Only a few could sign their employment paperwork for the ski school she runs.
So she took it upon herself to teach them cursive and was struck by how many of them said they felt “deprived” of that skill.
“There is so much more to cursive than just being able to sign your name,” she said.
Sampson, a Republican House member from Alfred, introduced a bill Thursday that would require all Maine students in third through fifth grade to be taught cursive handwriting. The bill has both Republican and Democratic co-sponsors.
Sampson cited a host of reasons why teach cursive should be required: It improves fine motor skills, it increases hand-eye coordination; it improves retention of information.
“Cursive stimulates the brain in a way that typing cannot,” she said.
Although individual teachers and some school districts still teach cursive, usually starting in the third grade, Maine does not require cursive instruction as part of the statewide learning standards.
Aside from Sampson, only two people testified in favor of the bills at Thursday’s public hearing before the Education and Cultural Affairs Committee. One was Rosalie McGuire, a student from Parkman, who said she worried about parts of culture that are “being lost to the digital world.”
“I think it remarkably fitting that this bill be brought to you on Valentine’s Day,” McGuire said. “The perfect day to discuss such a beautiful and romantic form of art and communication.”

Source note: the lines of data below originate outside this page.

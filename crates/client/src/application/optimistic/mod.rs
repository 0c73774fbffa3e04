//! Optimistic mutation protocol shared by the cart, wishlist and friend
//! request features.
//!
//! Per target the state machine is `Idle -> Pending -> Idle`: a change is
//! applied locally, the CMS is called, and the change is either confirmed or
//! rolled back. A second change for a target that is still pending is
//! refused, never queued.

mod collection;
mod pending;
mod store;

pub use collection::{MutableCollection, Restored, Snapshot};
pub use pending::{MutationKind, PendingEntry, PendingGuard, PendingMutations};
pub use store::{Applied, Mutation, OptimisticStore, RollbackToken};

There was opposition to Sampson’s bill, notably from the Maine School Management Association, which represents school superintendents.
Steve Bailey, the group’s executive director, said his members didn’t object to cursive writing but to the mandate.
“This is another situation of curriculum being mandated through legislation,” he said. “In general, we oppose that.”
Bailey said there is a process to update Maine’s statewide learning results and whether to add cursive writing might better fit there.
Two other organizations, the Maine Principals’ Association and the Maine Curriculum Leaders’ Association, testified neither for nor against the bill but shared Bailey’s concerns about imposing a mandate.
Dick Durost, executive director of the principals’ association, said members had a “spirited conversation” about the bill but decided to stay neutral.
Heidi McGinley, executive director of the curriculum leaders’ group, said her members were not opposed to the concept but rather to the idea of asking already overloaded elementary school teachers to worry about one more thing.
Cursive, once ubiquitous in schools, has fallen out of favor as computers have played a bigger role in education.
But there are signs that it may be making a comeback.
Fourteen states require instruction of cursive writing, with Alabama and Louisiana passing laws just last year. In Mississippi classrooms this year, students must be tested on cursive, adding a layer to an earlier state law requiring instruction.
Sampson said the benefits of learning cursive are too great to ignore and she doesn’t want to see it “relegated to the trash heap.”
Beyond the practical applications, she said, cursive gives children an opportunity to express themselves in an individualized way.
The education committee will hold a work session on Sampson’s bill, L.D. 387, before voting whether or not to advance it. The bill also could be folded into the ongoing discussion about updates to the statewide learning results.